MUSIC REVIEWS
by MIRROR MUSIC
March 31, 2011
ALBUM OF THE WEEK
TRUE WIDOW
A.H.A.T.H.H.A.F.T.C.T.T.C.O.T.E.
(Kemado)
Among the recent surge of slow-core bands, most have merely plundered Codeine’s catalogue and slowed down their copies of MBV’s Loveless. Thankfully, this Dallas trio know how to let it ooze out like the greats from 20 years ago, but really bring something new to the table. Gone is the downtrodden doom and dense shoegazing as True Widow forge their own unique sound, forgetting about destinations and just taking in the scenery—at a snail’s pace. My vote for this being a serious contender for the record of the year is in. 9/10 Trial Track: “Night Witches” (Johnson Cummins)
BRITNEY SPEARS
Femme Fatale
(Jive/Sony)
Old enough to be Rebecca Black’s mother, Spears has become the Weekend at Bernie’s of pop tartdom: a listless, flabby corpse biennially re-animated by starving music execs desperate for a quick buck, her clumsy teetering to disposable dubstep just enough to convince people she’s still alive. The best producers and songwriters in the pop game are mostly using Brit’s career like a cash-for-Eurotrash economic stimulus program. 4/10 Trial Track: “How I Roll” (Erik Leijon)
THE RAVEONETTES
Raven in the Grave
(Vice)
Reverting to the downcast rock ’n’ roll balladry of Lust Lust Lust, with ’80s percussion and synthetic strings in place of an avalanche of distortion, the Raveonettes break away from the girl-group pop arc of In and Out of Control. Though they’re more yin/yang than bipolar (there are a few frothy highs here, just as there was dirge and darkness on In and Out), this record finds the Danish act in a low, albeit a beautiful one. 8/10 Trial Track: “War in Heaven” (Lorraine Carpenter) With Tamaryn at la Tulipe, Fri., April 1, 8 p.m., $23
CODE PIE
Love Meets Rage
(Flagless/ Indiecater)
This impressive local chamber rock band tries on different styles for size on their third album, including sinking orchestral melodrama, underwater surf, sunrise soundscapes, head-bobbing pop, brawling rock ’n’ roll, back-porch sing-alongs and falsetto soul parties.
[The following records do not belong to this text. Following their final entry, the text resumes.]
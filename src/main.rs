use anyhow::Result;
use clap::Parser;
use std::path::PathBuf;
use tracing::{error, info};
use tracing_subscriber::{layer::SubscriberExt, util::SubscriberInitExt};
use weathernow_generator::{app::App, config::Config};

#[derive(Debug, Parser)]
#[command(name = "weathernow-generator")]
#[command(about = "Generate blog articles as static HTML pages")]
struct CliArgs {
    /// Number of articles to generate (default: 3).
    #[arg(short = 'n', long, value_name = "N", value_parser = parse_post_count)]
    posts: Option<usize>,

    /// Directory the article pages are written to (default: articles).
    #[arg(long, value_name = "DIR")]
    articles_dir: Option<PathBuf>,
}

fn parse_post_count(input: &str) -> std::result::Result<usize, String> {
    match input.parse::<usize>() {
        Ok(0) | Err(_) => Err(format!(
            "Invalid post count '{}'. Expected a positive integer",
            input
        )),
        Ok(count) => Ok(count),
    }
}

#[tokio::main]
async fn main() -> Result<()> {
    tracing_subscriber::registry()
        .with(
            tracing_subscriber::EnvFilter::try_from_default_env()
                .unwrap_or_else(|_| "weathernow_generator=info".into()),
        )
        .with(tracing_subscriber::fmt::layer())
        .init();

    let args = CliArgs::parse();

    let mut config = match Config::from_env() {
        Ok(config) => config,
        Err(e) => {
            error!("{}", e);
            std::process::exit(1);
        }
    };
    if let Some(posts) = args.posts {
        config = config.with_posts_per_run(posts);
    }
    if let Some(dir) = args.articles_dir {
        config = config.with_articles_dir(dir);
    }

    info!("Starting weathernow-generator");

    match App::new(config) {
        Ok(mut app) => match app.run().await {
            Ok(summary) => {
                info!(
                    "Generation completed: {} created, {} skipped",
                    summary.created.len(),
                    summary.skipped
                );
                Ok(())
            }
            Err(e) => {
                error!("Generation failed: {}", e);
                std::process::exit(1);
            }
        },
        Err(e) => {
            error!("Failed to initialize application: {}", e);
            std::process::exit(1);
        }
    }
}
But this eclecticism would be worthless without their subtly wondrous melodies and a hardy sonic force that could blast through basement floorboards. 8/10 Trial Track: “Morning After” (Lorraine Carpenter) Album launch with Nightwood at Casa del Popolo, Sun., April 3, 8 p.m., PWYC
THE DEATH SET
Michel Poiccard
(Counter/Outside)
As “I Miss You Beau Velasco” and posthumous soundbites make poignantly clear, the passing of the Death Set’s co-founder in 2009 weighs on the return wrought by the remaining band (with Spank Rock’s XXXchange at the board). Not so heavily, though, that Johnny Siera and co. can’t repeatedly reignite the chip-charged bubble-core blitzkrieg that made their ’08 debut Worldwide such a nail-bomb. The elegiac touches add heft, in fact, to the slaphappy, hormonal hyperactivity. 8/10 Trial Track: “Yo David Chase! You P.O.V. Shot Me in the Head” feat. Diplo (Rupert Bottenberg)
RAEKWON
Shaolin vs. Wu-Tang
(Ice H20/EMI)
No man is an island, and Rae has never had to rep his Staten home alone. On solo excursion number five, the Chef takes it past the ghetto confines of Wu country to pay homage to the borough that made him an MC before joining the group that made him a legend. The RZA’s absence from production duties (quite on purpose, by all accounts) opens the door to Oh No, Khalil, Scram Jones, Alchemist and many more, and while of course several Shaolin regulars feature prominently, guests like Nas, Black Thought and Estelle prevent Raekwon, in incredibly fine form here, from getting stranded offshore. 8.5/10 Trial Track: “Chop Chop Ninja” feat. Inspectah Deck & Estelle (Darcy MacDonald)
WIZ KHALIFA
Rolling Papers
(Rostrum/ Warner)
Seriously, weren’t there any tough older heads to kick this kid’s ass back to the church choir before he graduated junior high last year, or whenever that was? Uninspired, uninteresting, unnecessary and unnerving to know that so many young cats think this fool is doing anything new. Pot obviously does make the user lazy, as Khalifa doesn’t even attempt to get off a couch covered in orange juice stains and kush burns. If the expression “don’t believe the hype” means nothing to you, you’re probably already calling this a classic. 2/10 Trial Track: “Black and Yellow” (Darcy MacDonald)
MOVITS!
Ut Ur Min Skalle
(Slimstyle)
When you have leftover meat and potatoes in Sweden, you fry everything on a pan, top it with a fried egg and call it pyttipanna. Hailing from Northern Sweden, the trio Movits! have their own recipe for re-purposing yesterday’s Gypsy swing, hip hop (rapping in their native tongue) and jazz, creating a dish sure to satisfy off-season Jazz Festers in the mood for something new but made with familiar ingredients. 8.5/10 Trial Track: “Sammy Davis Jr.” (Erik Leijon) With the Breezes at Il Motore, Tues., April 5, 9 p.m., $10
JENNIFER HUDSON
I Remember Me
(Arista/Sony)
J-Hud may have lost weight, but her voice is as big as ever. And her sophomore effort boasts sturdier production than her self-titled 2008 debut. “Still Here” most certainly references the three family members she lost tragically, but mainly this is a triumphant set, where tracks like “I Got This” and her Weight Watchers anthem “Feeling Good” celebrate a brand new day. 8.5/10 Trial Track: “Why Is It So Hard” (Gerard Dee)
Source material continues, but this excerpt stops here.